TASK DETAILS: Lines that include the word "configuration" should be copied from the listing that follows.

DATA FOR REVIEW:
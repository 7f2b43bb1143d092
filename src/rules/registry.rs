use indexmap::IndexMap;
use sha2::{Digest, Sha256};

use crate::config::Config;
use crate::{AdComplianceError, Result};

use super::{Rule, RuleDescriptor, Severity, builtin_rules, enabled_by_default, ensure_known_rule};

struct Registered {
    descriptor: RuleDescriptor,
    rule: Box<dyn Rule>,
}

/// Ordered set of rules applied to every ad.
///
/// Registration order is evaluation and reporting order. The descriptor's
/// severity is fixed at registration so configuration can override it without
/// touching the rule.
#[derive(Default)]
pub struct RuleRegistry {
    rules: IndexMap<String, Registered>,
}

impl std::fmt::Debug for RuleRegistry {
    fn fmt(&self, f: &mut std::fmt::Formatter<'_>) -> std::fmt::Result {
        f.debug_list()
            .entries(self.rules.keys())
            .finish()
    }
}

/// One built-in rule together with its effective configuration.
pub struct CatalogEntry {
    pub descriptor: RuleDescriptor,
    pub enabled: bool,
    pub rule: Box<dyn Rule>,
}

/// The built-in rule catalog with configuration overrides applied.
///
/// Disabled rules are included with `enabled = false`.
///
/// # Errors
/// Returns `UnknownRule` if an override names a rule that does not exist, or
/// `InvalidColor` for an unparseable palette entry.
pub fn catalog(config: &Config) -> Result<Vec<CatalogEntry>> {
    for id in config.rules.keys() {
        ensure_known_rule(id)?;
    }

    Ok(builtin_rules(config)?
        .into_iter()
        .map(|rule| {
            let mut descriptor = rule.descriptor();
            let overrides = config.rules.get(&descriptor.id);
            let enabled = overrides
                .and_then(|o| o.enabled)
                .unwrap_or_else(|| enabled_by_default(&descriptor.id, config));
            if let Some(severity) = overrides.and_then(|o| o.severity) {
                descriptor.severity = severity;
            }
            CatalogEntry {
                descriptor,
                enabled,
                rule,
            }
        })
        .collect())
}

impl RuleRegistry {
    #[must_use]
    pub fn new() -> Self {
        Self::default()
    }

    /// Registry of every enabled built-in rule.
    ///
    /// # Errors
    /// See [`catalog`].
    pub fn standard(config: &Config) -> Result<Self> {
        let mut registry = Self::new();
        for entry in catalog(config)? {
            if entry.enabled {
                registry.insert(entry.descriptor, entry.rule)?;
            }
        }
        Ok(registry)
    }

    /// Append a rule using its own descriptor.
    ///
    /// # Errors
    /// Returns `DuplicateRule` if a rule with the same id is registered.
    pub fn register<R: Rule + 'static>(&mut self, rule: R) -> Result<()> {
        let descriptor = rule.descriptor();
        self.insert(descriptor, Box::new(rule))
    }

    /// Append a rule with a severity that replaces its default.
    ///
    /// # Errors
    /// Returns `DuplicateRule` if a rule with the same id is registered.
    pub fn register_with_severity<R: Rule + 'static>(
        &mut self,
        rule: R,
        severity: Severity,
    ) -> Result<()> {
        let mut descriptor = rule.descriptor();
        descriptor.severity = severity;
        self.insert(descriptor, Box::new(rule))
    }

    fn insert(&mut self, descriptor: RuleDescriptor, rule: Box<dyn Rule>) -> Result<()> {
        if self.rules.contains_key(&descriptor.id) {
            return Err(AdComplianceError::DuplicateRule(descriptor.id));
        }
        self.rules
            .insert(descriptor.id.clone(), Registered { descriptor, rule });
        Ok(())
    }

    #[must_use]
    pub fn len(&self) -> usize {
        self.rules.len()
    }

    #[must_use]
    pub fn is_empty(&self) -> bool {
        self.rules.is_empty()
    }

    #[must_use]
    pub fn contains(&self, id: &str) -> bool {
        self.rules.contains_key(id)
    }

    /// Effective descriptor of a registered rule.
    #[must_use]
    pub fn get(&self, id: &str) -> Option<&RuleDescriptor> {
        self.rules.get(id).map(|r| &r.descriptor)
    }

    /// Rules in registration order with their effective descriptors.
    pub fn iter(&self) -> impl Iterator<Item = (&RuleDescriptor, &dyn Rule)> {
        self.rules
            .values()
            .map(|r| (&r.descriptor, r.rule.as_ref()))
    }

    pub fn descriptors(&self) -> impl Iterator<Item = &RuleDescriptor> {
        self.rules.values().map(|r| &r.descriptor)
    }

    /// Stable hash of rule ids, effective severities and rule parameters.
    ///
    /// Two registries with the same fingerprint produce the same verdicts.
    #[must_use]
    pub fn fingerprint(&self) -> String {
        let mut hasher = Sha256::new();
        for (descriptor, rule) in self.iter() {
            hasher.update(descriptor.id.as_bytes());
            hasher.update([0]);
            hasher.update(descriptor.severity.as_str().as_bytes());
            hasher.update([0]);
            hasher.update(rule.parameters().as_bytes());
            hasher.update([0xff]);
        }
        format!("{:x}", hasher.finalize())
    }
}

#[cfg(test)]
#[path = "registry_tests.rs"]
mod tests;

WRITTEN REPLY:
/// severity is fixed at registration so configuration can override it without
/// One built-in rule together with its effective configuration.
/// The built-in rule catalog with configuration overrides applied.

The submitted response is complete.